Blue Lily, Lily Blue
In the third book of the series, Blue Lily, Lily Blue, Blue's mother Maura leaves to look for Artemus, Blue's birth father, in a cave. Persephone continues to help Adam learn how to fix the ley lines the way Cabeswater has asked. Calla, another psychic, tries to contact Maura with her abilities.
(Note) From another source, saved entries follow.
//! IRC Notification Formatter
//!
//! Turns a decoded [`Event`] into the text announced on IRC. The result may
//! span several lines (push summaries), or be empty, meaning the event is not
//! worth announcing.
//!
//! Styling uses mIRC control codes:
//!
//! | code   | effect            |
//! |--------|-------------------|
//! | `\x02` | bold              |
//! | `\x03` | colour (+ 2 digits) |
//! | `\x0f` | reset             |
//! | `\x16` | reverse           |
//! | `\x1f` | underline         |

use std::collections::BTreeMap;
use std::sync::LazyLock;

use regex::Regex;
use tracing::warn;

use super::events::{
    Commit, CommitCommentEvent, Event, GollumEvent, IssueCommentEvent, IssuesEvent,
    PullRequestEvent, PushEvent, ReviewCommentEvent,
};
use super::shorten::UrlShortener;

/// Maximum number of commits listed under a push summary.
const MAX_COMMIT_LINES: usize = 3;

/// Length of abbreviated commit hashes.
const SHORT_SHA_LEN: usize = 7;

const RESET: &str = "\x0f";

static CONTROL_CODES: LazyLock<Regex> = LazyLock::new(|| {
    Regex::new(r"\x02|\x0f|\x16|\x1f|\x03\d{0,2}(?:,\d{1,2})?").expect("valid regex")
});

fn fmt_url(s: &str) -> String {
    format!("\x0302\x1f{s}{RESET}")
}

fn fmt_repo(s: &str) -> String {
    format!("\x0313{s}{RESET}")
}

fn fmt_name(s: &str) -> String {
    format!("\x0315{s}{RESET}")
}

fn fmt_branch(s: &str) -> String {
    format!("\x0306{s}{RESET}")
}

fn fmt_tag(s: &str) -> String {
    format!("\x0306{s}{RESET}")
}

fn fmt_hash(s: &str) -> String {
    format!("\x0314{s}{RESET}")
}

fn fmt_alert(s: &str) -> String {
    format!("\x0304{s}{RESET}")
}

fn fmt_count(n: usize) -> String {
    format!("\x02{n}{RESET}")
}

/// Remove every IRC control sequence from `text`.
pub fn strip_control_codes(text: &str) -> String {
    CONTROL_CODES.replace_all(text, "").into_owned()
}

fn plural(n: usize, singular: &'static str, plural: &'static str) -> &'static str {
    if n == 1 {
        singular
    } else {
        plural
    }
}

fn short_sha(sha: &str) -> &str {
    sha.get(..SHORT_SHA_LEN).unwrap_or(sha)
}

/// First line of `text`, with `...` appended when anything was cut.
fn first_line(text: &str) -> String {
    match text.find(['\r', '\n']) {
        Some(idx) => format!("{}...", &text[..idx]),
        None => text.to_string(),
    }
}

/// Join items as an English list: `a`, `a and b`, `a, b, and c`.
fn to_sentence(items: &[String]) -> String {
    match items {
        [] => String::new(),
        [only] => only.clone(),
        [first, second] => format!("{first} and {second}"),
        [init @ .., last] => format!("{}, and {last}", init.join(", ")),
    }
}

/// Formatting switches.
#[derive(Debug, Clone)]
pub struct FormatOptions {
    /// Branches whose pushes are announced. Empty means every branch.
    pub branches: Vec<String>,
    /// Strip colours and styles from the final text.
    pub no_colors: bool,
    /// Skip URL shortening.
    pub long_url: bool,
}

impl Default for FormatOptions {
    fn default() -> Self {
        Self {
            branches: Vec::new(),
            no_colors: false,
            long_url: true,
        }
    }
}

impl FormatOptions {
    /// Parse a comma-separated branch allow-list.
    pub fn parse_branches(list: &str) -> Vec<String> {
        list.split(',')
            .map(str::trim)
            .filter(|b| !b.is_empty())
            .map(str::to_owned)
            .collect()
    }

    fn branch_allowed(&self, branch: &str) -> bool {
        self.branches.is_empty() || self.branches.iter().any(|b| b == branch)
    }
}

/// Where a notification links to.
struct Link {
    url: String,
    shortenable: bool,
}

impl Link {
    fn new(url: impl Into<String>) -> Self {
        Self {
            url: url.into(),
            shortenable: true,
        }
    }
}

/// Renders events as IRC text.
#[derive(Debug, Clone, Default)]
pub struct Formatter {
    options: FormatOptions,
    shortener: Option<UrlShortener>,
}

impl Formatter {
    pub const fn new(options: FormatOptions, shortener: Option<UrlShortener>) -> Self {
        Self { options, shortener }
    }

    /// Format `event`, shortening its link when configured to.
    ///
    /// Returns an empty string when the event should not be announced.
    pub async fn format(&self, event: &Event) -> String {
        let Some(link) = self.link(event) else {
            return String::new();
        };

        let url = match &self.shortener {
            Some(shortener) if link.shortenable && !self.options.long_url => {
                shortener.shorten(&link.url).await
            }
            _ => link.url,
        };

        self.render(event, &url)
    }

    /// Format `event` using `url` verbatim as its link.
    pub fn render(&self, event: &Event, url: &str) -> String {
        let message = match event {
            Event::Push(e) => self.push_message(e, url),
            Event::PullRequest(e) => pull_request_message(e, url),
            Event::Issues(e) => issue_message(e, url),
            Event::IssueComment(e) => issue_comment_message(e, url),
            Event::CommitComment(e) => Some(commit_comment_message(e, url)),
            Event::PullRequestReviewComment(e) => Some(review_comment_message(e, url)),
            Event::Gollum(e) => gollum_message(e, url),
        };

        match message {
            Some(text) if self.options.no_colors => strip_control_codes(&text),
            Some(text) => text,
            None => String::new(),
        }
    }

    /// Link for `event`, or `None` when the event is suppressed.
    fn link(&self, event: &Event) -> Option<Link> {
        match event {
            Event::Push(e) => self
                .options
                .branch_allowed(e.ref_name())
                .then(|| Link::new(push_url(e))),
            Event::PullRequest(e) => {
                is_open_or_close(&e.action).then(|| Link::new(&e.pull_request.html_url))
            }
            Event::Issues(e) => is_open_or_close(&e.action).then(|| Link::new(&e.issue.html_url)),
            Event::IssueComment(e) => {
                (e.action != "edited" && e.comment.is_some()).then(|| Link::new(&e.issue.html_url))
            }
            Event::CommitComment(e) => Some(Link::new(&e.comment.html_url)),
            Event::PullRequestReviewComment(e) => Some(Link::new(&e.pull_request.html_url)),
            Event::Gollum(e) => {
                let url = match e.pages.as_slice() {
                    [] => return None,
                    [page] => page.html_url.clone(),
                    _ => format!("{}/wiki", e.repository.web_url()),
                };
                Some(Link {
                    url,
                    shortenable: false,
                })
            }
        }
    }

    fn push_message(&self, event: &PushEvent, url: &str) -> Option<String> {
        if !self.options.branch_allowed(event.ref_name()) {
            return None;
        }

        let mut lines = vec![format!("{}: {}", push_summary(event), fmt_url(url))];
        lines.extend(
            event
                .distinct_commits()
                .into_iter()
                .take(MAX_COMMIT_LINES)
                .map(|commit| commit_line(event, commit)),
        );
        Some(lines.join("\n"))
    }
}

fn is_open_or_close(action: &str) -> bool {
    action.contains("open") || action.contains("close")
}

fn push_summary(event: &PushEvent) -> String {
    let pusher = if event.pusher.name.is_empty() {
        "somebody"
    } else {
        event.pusher.name.as_str()
    };
    let mut summary = format!(
        "[{}] {}",
        fmt_repo(&event.repository.name),
        fmt_name(pusher)
    );

    let distinct = event.distinct_commits().len();
    let branch = event.ref_name();
    let before = short_sha(&event.before);
    let after = short_sha(&event.after);

    if event.is_created() {
        if event.is_tag() {
            summary.push_str(&format!(" tagged {} at ", fmt_tag(branch)));
            match event.base_ref_name() {
                Some(base) => summary.push_str(&fmt_branch(base)),
                None => summary.push_str(&fmt_hash(after)),
            }
        } else {
            summary.push_str(&format!(" created {}", fmt_branch(branch)));
            if let Some(base) = event.base_ref_name() {
                summary.push_str(&format!(" from {}", fmt_branch(base)));
            } else if distinct == 0 {
                summary.push_str(&format!(" at {}", fmt_hash(after)));
            }
            summary.push_str(&format!(
                " (+{} new {})",
                fmt_count(distinct),
                plural(distinct, "commit", "commits")
            ));
        }
    } else if event.is_deleted() {
        summary.push_str(&format!(
            " {} {} at {}",
            fmt_alert("deleted"),
            fmt_branch(branch),
            fmt_hash(before)
        ));
    } else if event.is_forced() {
        summary.push_str(&format!(
            " {} {} from {} to {}",
            fmt_alert("force-pushed"),
            fmt_branch(branch),
            fmt_hash(before),
            fmt_hash(after)
        ));
    } else if !event.commits.is_empty() && distinct == 0 {
        match event.base_ref_name() {
            Some(base) => summary.push_str(&format!(
                " merged {} into {}",
                fmt_branch(base),
                fmt_branch(branch)
            )),
            None => summary.push_str(&format!(
                " fast-forwarded {} from {} to {}",
                fmt_branch(branch),
                fmt_hash(before),
                fmt_hash(after)
            )),
        }
    } else {
        summary.push_str(&format!(
            " pushed {} new {} to {}",
            fmt_count(distinct),
            plural(distinct, "commit", "commits"),
            fmt_branch(branch)
        ));
    }

    summary
}

fn push_url(event: &PushEvent) -> String {
    let distinct = event.distinct_commits();
    let repo_url = event.repository.web_url();

    if event.is_created() {
        if distinct.is_empty() {
            format!("{repo_url}/commits/{}", event.ref_name())
        } else {
            event.compare.clone()
        }
    } else if event.is_deleted() {
        format!("{repo_url}/commit/{}", short_sha(&event.before))
    } else if event.is_forced() {
        event.compare.clone()
    } else if let [only] = distinct.as_slice() {
        only.url.clone()
    } else {
        event.compare.clone()
    }
}

fn commit_line(event: &PushEvent, commit: &Commit) -> String {
    format!(
        "{}/{} {} {}: {}",
        fmt_repo(&event.repository.name),
        fmt_branch(event.ref_name()),
        fmt_hash(short_sha(&commit.sha)),
        fmt_name(&commit.author.name),
        first_line(&commit.message)
    )
}

fn pull_request_message(event: &PullRequestEvent, url: &str) -> Option<String> {
    if !is_open_or_close(&event.action) {
        return None;
    }

    let pull = &event.pull_request;
    let base_ref = pull.base.git_ref.as_str();
    let head_label = if pull.head.git_ref == base_ref {
        pull.head.label.as_str()
    } else {
        pull.head.git_ref.as_str()
    };

    Some(format!(
        "[{}] {} {} pull request #{}: {} ({}...{}) {}",
        fmt_repo(&event.repository.name),
        fmt_name(&event.sender.login),
        event.action,
        pull.number,
        pull.title,
        fmt_branch(base_ref),
        fmt_branch(head_label),
        fmt_url(url)
    ))
}

fn issue_message(event: &IssuesEvent, url: &str) -> Option<String> {
    if !is_open_or_close(&event.action) {
        return None;
    }

    Some(format!(
        "[{}] {} {} issue #{}: {} {}",
        fmt_repo(&event.repository.name),
        fmt_name(&event.sender.login),
        event.action,
        event.issue.number,
        event.issue.title,
        fmt_url(url)
    ))
}

fn issue_comment_message(event: &IssueCommentEvent, url: &str) -> Option<String> {
    if event.action == "edited" {
        return None;
    }

    let Some(comment) = &event.comment else {
        warn!(
            repo = %event.repository.full_name,
            issue = event.issue.number,
            "issue_comment event without a comment, suppressing"
        );
        return None;
    };

    Some(format!(
        "[{}] {} commented on issue #{}: {} {}",
        fmt_repo(&event.repository.name),
        fmt_name(&event.sender.login),
        event.issue.number,
        first_line(&comment.body),
        fmt_url(url)
    ))
}

fn commit_comment_message(event: &CommitCommentEvent, url: &str) -> String {
    format!(
        "[{}] {} commented on commit {}: {} {}",
        fmt_repo(&event.repository.name),
        fmt_name(&event.sender.login),
        fmt_hash(short_sha(&event.comment.commit_id)),
        first_line(&event.comment.body),
        fmt_url(url)
    )
}

fn review_comment_message(event: &ReviewCommentEvent, url: &str) -> String {
    format!(
        "[{}] {} commented on pull request #{} {}: {} {}",
        fmt_repo(&event.repository.name),
        fmt_name(&event.sender.login),
        event.pull_request.number,
        fmt_hash(short_sha(&event.comment.commit_id)),
        first_line(&event.comment.body),
        fmt_url(url)
    )
}

fn gollum_message(event: &GollumEvent, url: &str) -> Option<String> {
    let prefix = format!(
        "[{}] {}",
        fmt_repo(&event.repository.name),
        fmt_name(&event.sender.login)
    );

    let summary = match event.pages.as_slice() {
        [] => {
            warn!(repo = %event.repository.full_name, "gollum event without pages, suppressing");
            return None;
        }
        [page] => {
            let mut line = format!("{prefix} {} wiki page {}", page.action, page.title);
            if let Some(summary) = page.summary.as_deref().filter(|s| !s.is_empty()) {
                line.push_str(": ");
                line.push_str(summary);
            }
            line
        }
        pages => {
            let mut counts: BTreeMap<&str, usize> = BTreeMap::new();
            for page in pages {
                *counts.entry(page.action.as_str()).or_default() += 1;
            }
            let actions: Vec<String> = counts
                .iter()
                .map(|(action, count)| format!("{action} {count}"))
                .collect();
            format!("{prefix} {} wiki pages", to_sentence(&actions))
        }
    };

    Some(format!("{summary} {}", fmt_url(url)))
}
She tells Blue and the boys of three sleepers in the caves and warns them not to wake the third sleeper. Colin Greenmantle becomes the Latin teacher at Aglionby, and Adam and Ronan plan to drive him out of Henrietta. Blue and Gansey find another cave in the backyard of a man named Jesse Dittley, who was one of the spirits Neeve saw in the graveyard and in the cave, they find a woman named Gwenllian, who is Glendower's daughter. Persephone dies in an attempt to find Maura, and Adam and Ronan blackmail Greenmantle into leaving. Greenmantle's wife Piper hires thugs and goes to Jesse Dittley's cave where she kills Dittley, captures the Gray Man, and enters the cave. The teens and Gwenllian go to the Cabeswater cave where they find animal skeletons that they collectively wake up. Blue and Ronan find a magic lake where after crossing the lake, Blue finds Maura and Artemus. Blue, Artemus, Maura, and the Gray Man escape, leaving Piper and the thug in the collapsed cave, where Neeve finds Piper who wakes up the third sleeper.

The Raven King
The fourth and final installation of The Raven Cycle is entitled The Raven King. Gansey, Adam, Ronan, Noah, and Blue continue their quest to find the Welsh King Glendower.
While Piper wakes up the third sleeper, a demon with the power to "unmake", the boys and Blue race to save Cabeswater.

Short Stories
Short Stories in the Raven Cycle universe include "Opal", "A Very Declan Christmas", and two short drabbles taking place around the holidays, one about Gansey and one about 300 Fox Way.

Setting
Much of the story takes place in  the fictional town of Henrietta, Virginia, which sits directly on top of a powerful ley line. Adam, Ronan, Blue, Noah, and Gansey repeatedly return to the mysterious Cabeswater, a forest that exists out of its own time and that talks to the group in Latin. Adam, Ronan, and Gansey all attend school at Aglionby Academy, an all-boys private school that is very expensive. Ronan's childhood home is called The Barns, and it's where he discovers his mother is one of his father's dream creations. 300 Fox Way is the home of Blue and the multitude of psychic women in Henrietta. Monmouth Manufacturing is the abandoned and gutted warehouse, owned by Gansey, in which he, Ronan, and Noah reside, as well as the place where Malory and his service dog stay during their visit. Some of the story takes place in the caves that are underneath Cabeswater where Glendower is supposedly sleeping.

Major characters

Blue Sargent 
Blue Sargent is the daughter of a psychic named Maura, and lives with her and other psychic women at their home, 300 Fox Way. Despite not having psychic abilities of her own, Blue is able to amplify the energy of other psychics and supernatural beings. She works at a restaurant called Nino's and desperately wants to travel the world and help others. The psychic women that live with her have told her that if she ever kisses her true love, he will die.

Maura Sargent 
Maura is the psychic mother of Blue and she typically uses Tarot cards to make her readings. She usually wears her trademark tattered jeans, and has a penchant for going barefoot. She falls in love with the Gray Man, and later disappears underground, supposedly in search of Artemus, Blue's biological father. She does important tarot readings with her two best friends, Persephone and Calla.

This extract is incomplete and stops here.